Segment common items in a text dataset to pinpoint core themes and their distribution.
- Clusters cover the main topics/subtopics in the dataset
- Clusters backed by accurate, LLM generated summaries
We employ HDBSCAN for probabilistic clustering. This algorithm is advantageous in many ways, including:
- Don’t be wrong: Cluster can have varying densities, don’t need to be globular, and won’t include noise
- Intuitive parameters: Choosing a minimum cluster size is very reasonable, and the number of k clusters does not need to be specified (HDBSCAN finds the optimal k for you)
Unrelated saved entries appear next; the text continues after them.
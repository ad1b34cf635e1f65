//! Game state and core simulation types
//!
//! Tanks, bullets, the per-tank bullet pool and the round state that ties
//! them to a maze.

use std::f32::consts::FRAC_PI_2;

use glam::Vec2;
use rand::seq::SliceRandom;
use rand::SeedableRng;
use rand_pcg::Pcg32;
use serde::{Deserialize, Serialize};

use super::collision::Hitbox;
use super::geometry::rect_corners;
use super::maze::{Direction, Maze, WallId};
use crate::settings::ArenaConfig;
use crate::{normalize_angle, polar_to_cartesian};

/// Controls sampled for one tank for one tick
#[derive(Debug, Clone, Copy, Default, PartialEq, Eq, Serialize, Deserialize)]
pub struct TankInput {
    pub rotate_left: bool,
    pub rotate_right: bool,
    pub forward: bool,
    pub backward: bool,
    pub shoot: bool,
}

/// Position and heading, restored when a move is blocked
#[derive(Debug, Clone, Copy, PartialEq, Serialize, Deserialize)]
pub struct Pose {
    pub pos: Vec2,
    pub rotation: f32,
}

/// A tank: square body facing along its local +x
#[derive(Debug, Clone, Serialize, Deserialize)]
pub struct Tank {
    pub id: usize,
    pub pos: Vec2,
    /// Heading in radians
    pub rotation: f32,
    /// Displacement applied by the next `advance`
    pub vel: Vec2,
    pub half_width: f32,
    pub active: bool,
}

impl Tank {
    pub fn new(id: usize, width: f32) -> Self {
        Self {
            id,
            pos: Vec2::ZERO,
            rotation: 0.0,
            vel: Vec2::ZERO,
            half_width: width / 2.0,
            active: true,
        }
    }

    pub fn pose(&self) -> Pose {
        Pose {
            pos: self.pos,
            rotation: self.rotation,
        }
    }

    /// Undo a move
    pub fn revert(&mut self, pose: Pose) {
        self.pos = pose.pos;
        self.rotation = pose.rotation;
    }

    /// Unit vector the tank faces
    pub fn forward(&self) -> Vec2 {
        polar_to_cartesian(1.0, self.rotation)
    }

    pub fn hitbox(&self) -> Hitbox {
        Hitbox::Rectangle {
            half_extents: Vec2::splat(self.half_width),
        }
    }

    pub fn corners(&self) -> [Vec2; 4] {
        rect_corners(self.pos, Vec2::splat(self.half_width), self.rotation)
    }

    /// Turn and pick this tick's velocity. Returns whether the tank fires.
    ///
    /// Reverse wins when both drive keys are held.
    pub fn apply_input(&mut self, input: &TankInput, config: &ArenaConfig) -> bool {
        if input.rotate_right {
            self.rotation += config.tank_rotation_speed;
        }
        if input.rotate_left {
            self.rotation -= config.tank_rotation_speed;
        }
        self.rotation = normalize_angle(self.rotation);

        self.vel = if input.backward {
            -self.forward() * config.tank_speed * config.tank_reverse_factor
        } else if input.forward {
            self.forward() * config.tank_speed
        } else {
            Vec2::ZERO
        };

        input.shoot
    }

    pub fn advance(&mut self) {
        self.pos += self.vel;
    }

    /// Spawn point of a bullet: just outside the front face
    pub fn muzzle(&self, bullet_radius: f32) -> Vec2 {
        self.pos + self.forward() * (self.half_width + bullet_radius)
    }

    pub fn is_hit_by(&self, bullet: &Bullet) -> bool {
        self.hitbox()
            .overlaps(self.pos, self.rotation, &bullet.hitbox(), bullet.pos, 0.0)
    }
}

/// A bullet in flight (or parked in its owner's pool)
#[derive(Debug, Clone, Serialize, Deserialize)]
pub struct Bullet {
    /// Shot id, fresh for every shot
    pub id: u32,
    /// Index of the tank that owns this slot
    pub owner: usize,
    pub pos: Vec2,
    pub vel: Vec2,
    pub radius: f32,
    pub active: bool,
    pub ttl_ticks: u32,
}

impl Bullet {
    fn parked(owner: usize, radius: f32) -> Self {
        Self {
            id: 0,
            owner,
            pos: Vec2::ZERO,
            vel: Vec2::ZERO,
            radius,
            active: false,
            ttl_ticks: 0,
        }
    }

    pub fn advance(&mut self) {
        self.pos += self.vel;
    }

    pub fn speed(&self) -> f32 {
        self.vel.length()
    }

    pub fn hitbox(&self) -> Hitbox {
        Hitbox::Circle { radius: self.radius }
    }
}

/// Fixed set of bullet slots per tank, with its own shot id counter
#[derive(Debug, Clone, Serialize, Deserialize)]
pub struct BulletPool {
    bullets: Vec<Bullet>,
    next_id: u32,
}

impl BulletPool {
    pub fn new(config: &ArenaConfig) -> Self {
        let bullets = (0..config.tank_count)
            .flat_map(|owner| {
                (0..config.bullets_per_tank).map(move |_| Bullet::parked(owner, config.bullet_radius))
            })
            .collect();
        Self { bullets, next_id: 1 }
    }

    fn next_shot_id(&mut self) -> u32 {
        let id = self.next_id;
        self.next_id += 1;
        id
    }

    /// Launch a bullet from `origin` along `rotation` using one of `owner`'s
    /// free slots. `None` when all of them are in flight.
    pub fn fire(&mut self, owner: usize, origin: Vec2, rotation: f32, config: &ArenaConfig) -> Option<u32> {
        let slot = self.bullets.iter().position(|b| b.owner == owner && !b.active)?;
        let id = self.next_shot_id();

        let bullet = &mut self.bullets[slot];
        bullet.id = id;
        bullet.pos = origin;
        bullet.vel = polar_to_cartesian(config.bullet_speed, rotation);
        bullet.active = true;
        bullet.ttl_ticks = config.bullet_ttl_ticks;
        Some(id)
    }

    /// Count down lifetimes, parking expired bullets
    pub fn age(&mut self) {
        for bullet in self.bullets.iter_mut().filter(|b| b.active) {
            bullet.ttl_ticks = bullet.ttl_ticks.saturating_sub(1);
            if bullet.ttl_ticks == 0 {
                bullet.active = false;
            }
        }
    }

    /// Park every bullet (new level). Shot ids keep counting.
    pub fn reset(&mut self) {
        for bullet in &mut self.bullets {
            bullet.active = false;
            bullet.vel = Vec2::ZERO;
        }
    }

    pub fn iter(&self) -> impl Iterator<Item = &Bullet> {
        self.bullets.iter()
    }

    pub fn iter_mut(&mut self) -> impl Iterator<Item = &mut Bullet> {
        self.bullets.iter_mut()
    }

    pub fn active(&self) -> impl Iterator<Item = &Bullet> {
        self.bullets.iter().filter(|b| b.active)
    }

    /// Active bullet fired as shot `id`
    pub fn shot_mut(&mut self, id: u32) -> Option<&mut Bullet> {
        self.bullets.iter_mut().find(|b| b.active && b.id == id)
    }

    pub fn in_flight(&self, owner: usize) -> usize {
        self.active().filter(|b| b.owner == owner).count()
    }
}

/// Round progress
#[derive(Debug, Clone, Copy, PartialEq, Eq, Serialize, Deserialize)]
pub enum RoundPhase {
    /// More than one tank alive
    Running,
    /// Deciding kill happened; the level keeps running until the timer ends
    Ending { ticks_left: u32 },
}

/// Things that happened during a tick, in order
#[derive(Debug, Clone, PartialEq, Serialize, Deserialize)]
pub enum GameEvent {
    LevelStarted { round: u32, rows: usize, cols: usize },
    ShotFired { tank: usize, bullet: u32 },
    /// A move was undone because the hull touched a wall
    TankBlocked { tank: usize, wall: WallId },
    BulletBounced { bullet: u32, face: Direction },
    TankDestroyed { tank: usize, bullet: u32, shooter: usize },
    /// Level finished; the winner (if any) has already been credited
    RoundOver { winner: Option<usize> },
}

/// Complete game state (deterministic for a seed and input sequence)
#[derive(Debug, Clone)]
pub struct GameState {
    /// Run seed for reproducibility
    pub seed: u64,
    pub config: ArenaConfig,
    pub(crate) rng: Pcg32,
    pub maze: Maze,
    /// Indexed by tank id
    pub tanks: Vec<Tank>,
    pub bullets: BulletPool,
    /// Indexed by tank id
    pub scores: Vec<u32>,
    pub phase: RoundPhase,
    /// Levels played so far, the current one included
    pub round: u32,
    /// Simulation tick counter
    pub time_ticks: u64,
}

impl GameState {
    /// Create a game and set up its first level
    ///
    /// A config that fails `ArenaConfig::validate` is replaced by the
    /// defaults, as `ArenaConfig::load` does for a bad file.
    pub fn new(seed: u64, config: ArenaConfig) -> Self {
        let config = match config.validate() {
            Ok(()) => config,
            Err(err) => {
                log::warn!("Ignoring invalid arena config: {}", err);
                ArenaConfig::default()
            }
        };
        let mut rng = Pcg32::seed_from_u64(seed);
        let (rows, cols) = Maze::random_dimensions(&mut rng);
        let maze = Maze::generate(rows, cols, config.metrics(), &mut rng);
        let tanks = (0..config.tank_count)
            .map(|id| Tank::new(id, config.tank_width))
            .collect();

        let mut state = Self {
            seed,
            bullets: BulletPool::new(&config),
            scores: vec![0; config.tank_count],
            config,
            rng,
            maze,
            tanks,
            phase: RoundPhase::Running,
            round: 1,
            time_ticks: 0,
        };
        state.place_tanks();

        log::info!(
            "Game seeded with {}: level {}x{}, {} tanks",
            seed,
            rows,
            cols,
            state.tanks.len()
        );
        state
    }

    /// Fresh maze, tanks revived at random distinct cells, bullets parked
    pub fn setup_level(&mut self) -> GameEvent {
        let (rows, cols) = Maze::random_dimensions(&mut self.rng);
        self.maze = Maze::generate(rows, cols, self.config.metrics(), &mut self.rng);
        self.bullets.reset();
        self.phase = RoundPhase::Running;
        self.round += 1;
        self.place_tanks();

        log::info!("Level {} set up: {}x{} maze", self.round, rows, cols);
        GameEvent::LevelStarted {
            round: self.round,
            rows,
            cols,
        }
    }

    fn place_tanks(&mut self) {
        let mut cells: Vec<(usize, usize)> = (1..=self.maze.rows())
            .flat_map(|i| (1..=self.maze.cols()).map(move |j| (i, j)))
            .collect();
        cells.shuffle(&mut self.rng);

        // More tanks than cells only happens with odd configs; they share
        for (tank, &(row, col)) in self.tanks.iter_mut().zip(cells.iter().cycle()) {
            tank.pos = self.maze.cell_center(row, col);
            tank.rotation = FRAC_PI_2;
            tank.vel = Vec2::ZERO;
            tank.active = true;
        }
    }

    pub fn alive(&self) -> impl Iterator<Item = &Tank> {
        self.tanks.iter().filter(|t| t.active)
    }
}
- Stability: HDBSCAN is stable over runs and subsampling and has good stability over parameter choices
- Performance: When implemented well HDBSCAN can be very efficient; the current implementation has similar performance to fastcluster’s agglomerative clustering
See the HDBSCAN docs on comparing clustering algorithms and how hdbscan works for more information.
- Datasets
- Embedding models
1. Visualizing core themes in fka/awesome-chatgpt-prompts
These figures correspond to experiments/02_09_2023_16_54_32
Figure 1. HDBSCAN splits the 153 text to text prompts from fka/awesome-chatgpt-prompts into two clusters: Cluster 1 with 44 prompts (orange) and Cluster 2 with 105 prompts (blue). The 4 remaining prompts (gray) were filtered out as outliers/noise.
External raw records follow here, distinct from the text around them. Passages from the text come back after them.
//! Maze grid, walls and the procedural generator
//!
//! The grid is `(rows + 2) x (cols + 2)` cells: row/col 0 and the last
//! row/col are padding without passages, so neighbour lookups from any
//! interior cell never leave the grid. Rows grow with scene `y`.

use std::collections::VecDeque;
use std::f32::consts::FRAC_PI_2;
use std::fmt;

use glam::Vec2;
use rand::Rng;
use serde::{Deserialize, Serialize};

use super::coords::{CellCoord, GridMetrics};
use super::generators::{GridPos, SourceStrategy};
use super::geometry::rect_corners;
use crate::consts::{MAX_BOARD_COLS, MAX_BOARD_ROWS, MIN_BOARD_COLS, MIN_BOARD_ROWS};

/// Grid direction. `Up` is towards `row - 1` (smaller scene `y`).
#[derive(Debug, Clone, Copy, PartialEq, Eq, Hash, Serialize, Deserialize)]
pub enum Direction {
    Right,
    Down,
    Left,
    Up,
}

impl Direction {
    /// Order used by the carving weights
    pub const ALL: [Direction; 4] = [Self::Right, Self::Down, Self::Left, Self::Up];

    /// `(d_row, d_col)` of one step
    #[inline]
    pub fn offset(self) -> (i32, i32) {
        match self {
            Self::Right => (0, 1),
            Self::Down => (1, 0),
            Self::Left => (0, -1),
            Self::Up => (-1, 0),
        }
    }

    #[inline]
    pub fn opposite(self) -> Self {
        match self {
            Self::Right => Self::Left,
            Self::Down => Self::Up,
            Self::Left => Self::Right,
            Self::Up => Self::Down,
        }
    }

    #[inline]
    fn index(self) -> usize {
        match self {
            Self::Right => 0,
            Self::Down => 1,
            Self::Left => 2,
            Self::Up => 3,
        }
    }

    /// Direction of a unit step between two neighbouring cells
    fn between(from: GridPos, to: GridPos) -> Self {
        match (to.0 as i64 - from.0 as i64, to.1 as i64 - from.1 as i64) {
            (0, 1) => Self::Right,
            (1, 0) => Self::Down,
            (0, -1) => Self::Left,
            (-1, 0) => Self::Up,
            step => unreachable!("cells {from:?} and {to:?} are not neighbours ({step:?})"),
        }
    }
}
//! Scene <-> cell coordinate mapping
//!
//! Walls are shared between neighbouring cells, so consecutive cells are
//! `pitch - thickness` apart even though each wall segment is `pitch` long.

use glam::Vec2;
use serde::{Deserialize, Serialize};

use crate::consts::{CELL_PITCH, WALL_THICKNESS};

/// Discrete grid position. Signed so positions left of or above the grid map
/// to index 0 or below instead of wrapping.
#[derive(Debug, Clone, Copy, PartialEq, Eq, Hash, Serialize, Deserialize)]
pub struct CellCoord {
    pub row: i32,
    pub col: i32,
}

impl CellCoord {
    pub const fn new(row: i32, col: i32) -> Self {
        Self { row, col }
    }
}

impl From<(i32, i32)> for CellCoord {
    fn from((row, col): (i32, i32)) -> Self {
        Self::new(row, col)
    }
}

/// Cell pitch and wall thickness of a maze
#[derive(Debug, Clone, Copy, PartialEq, Serialize, Deserialize)]
pub struct GridMetrics {
    /// Visual cell pitch (wall segment length)
    pub cell_pitch: f32,
    /// Wall thickness
    pub wall_thickness: f32,
}

impl Default for GridMetrics {
    fn default() -> Self {
        Self {
            cell_pitch: CELL_PITCH,
            wall_thickness: WALL_THICKNESS,
        }
    }
}

impl GridMetrics {
    pub fn new(cell_pitch: f32, wall_thickness: f32) -> Self {
        Self {
            cell_pitch,
            wall_thickness,
        }
    }

    /// Distance between the centres of two neighbouring cells
    #[inline]
    pub fn effective_pitch(&self) -> f32 {
        self.cell_pitch - self.wall_thickness
    }

    /// Distance from a cell centre to each of its inner wall faces
    #[inline]
    pub fn half_interior(&self) -> f32 {
        self.cell_pitch / 2.0 - self.wall_thickness
    }

    /// Cell containing `pos`
    ///
    /// Cell `k + 1` starts exactly at `thickness / 2 + k * effective_pitch`,
    /// i.e. in the middle of the wall it shares with cell `k`.
    pub fn scene_to_cell(&self, pos: Vec2) -> CellCoord {
        let ep = self.effective_pitch();
        let half_wall = self.wall_thickness / 2.0;

        let col = ((pos.x - half_wall) / ep).floor() as i32;
        let row = ((pos.y - half_wall) / ep).floor() as i32;

        CellCoord::new(row + 1, col + 1)
    }

    /// Centre of the free interior of cell `(row, col)`
    pub fn cell_to_scene(&self, row: i32, col: i32) -> Vec2 {
        let ep = self.effective_pitch();
        let half_pitch = self.cell_pitch / 2.0;

        Vec2::new(
            (col - 1) as f32 * ep + half_pitch,
            (row - 1) as f32 * ep + half_pitch,
        )
    }

    /// Scene extent of a `rows x cols` maze, outer walls included
    pub fn scene_size(&self, rows: usize, cols: usize) -> Vec2 {
        let ep = self.effective_pitch();
        Vec2::new(
            cols as f32 * ep + self.wall_thickness,
            rows as f32 * ep + self.wall_thickness,
        )
    }
}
Figure 2. The most persistent prompts in each leaf cluster are known as "exemplars". These represent the hearts around which the ultimate cluster formed. See the HDBSCAN docs on soft clustering explanation for supporting information and functions.
Figure 3. Additional clustering is conducted around the exemplars to identify sub-topics in the dataset. The cases in each sub-cluster subsequently serve as retrieved context for the LLM theme summarization calls below.
Figure 4. Visualizing the "Computer Programming and Software Development" theme, which covers 13% of the dataset. The summary was generated by gpt-3.5-turbo-16k. The above was created with jsoncrack.com/editor.
2. Drift detection for gustavosta/stable-diffusion-prompts
These figures correspond to experiments/04_09_2023_03_02_25
HDBSCAN splits the 73,718 text to image prompts from gustavosta/stable-diffusion-prompts into 78 clusters with 25,019 (33%) of the dataset represented. The remaining 48,699 (66%) were filtered out as outliers/noise. The 5 largest clusters cover 9.5% of the dataset - these are the segments we will examine for drift below.
cluster id | theme |
---|---|
56 | Portraits and artistic depictions of female anime characters, beautiful women, and fashionable young women |
13 | Symmetrical portraits of people, characters, and sci-fi figures |
61 | Futuristic sci-fi spaceship concept art |
50 | Portraits of famous actresses as characters in various roles, outfits, and styles |
74 | Surreal, cinematic, and futuristic digital art |
cluster id | train count (73.7k rows) |
test count (8.19k rows) |
drift detection (% change) |
---|---|---|---|
56 | 2530 (3.43%) | 310 (3.79%) | 10.50 |
13 | 1343 (1.82%) | 149 (1.82%) | 0.00 |
61 | 1287 (1.75%) | 131 (1.60%) | -8.57 |
50 | 1055 (1.43%) | 135 (1.65%) | 15.38 |
74 | 749 (1.02%) | 109 (1.33%) | 30.39 |
Tables 1 & 2. Drift detection for the top 5 largest clusters (bottom), alongside their claude-2 summaries (top).
Prompt: "Beautiful painting of an Aspen forest at sunset, digital art, award winning illustration, golden hour, smooth, sharp lines, concept art, trending on artstation"
Model: Runway Gen-2 (accessed by Daniel Furman on Sep 4, 2023)
Theme: Beautiful landscape paintings and matte art (cluster id: 75)
Prompt: "Futuristic batman, brush strokes, oil painting, greg rutkowski"
Model: Midjourney V5.2 (accessed by Daniel Furman on Sep 4, 2023)
Theme: Art and portraits of Batman characters (cluster id: 41)
Prompt: "Futuristic Porsche designed by Apple, a detailed matte painting by Kitagawa Utamaro, cgsociety, octane render, highly detailed, matte painting, concept art, sci-fi"
Model: Midjourney V5.2 (accessed by Daniel Furman on Sep 4, 2023)
Theme: Futuristic and fantasy vehicle concept art (cluster id: 52)
Figure 5. A sample of 3 text to image generations with various models for prompts from the gustavosta/stable-diffusion-prompts dataset (alongside their cluster id).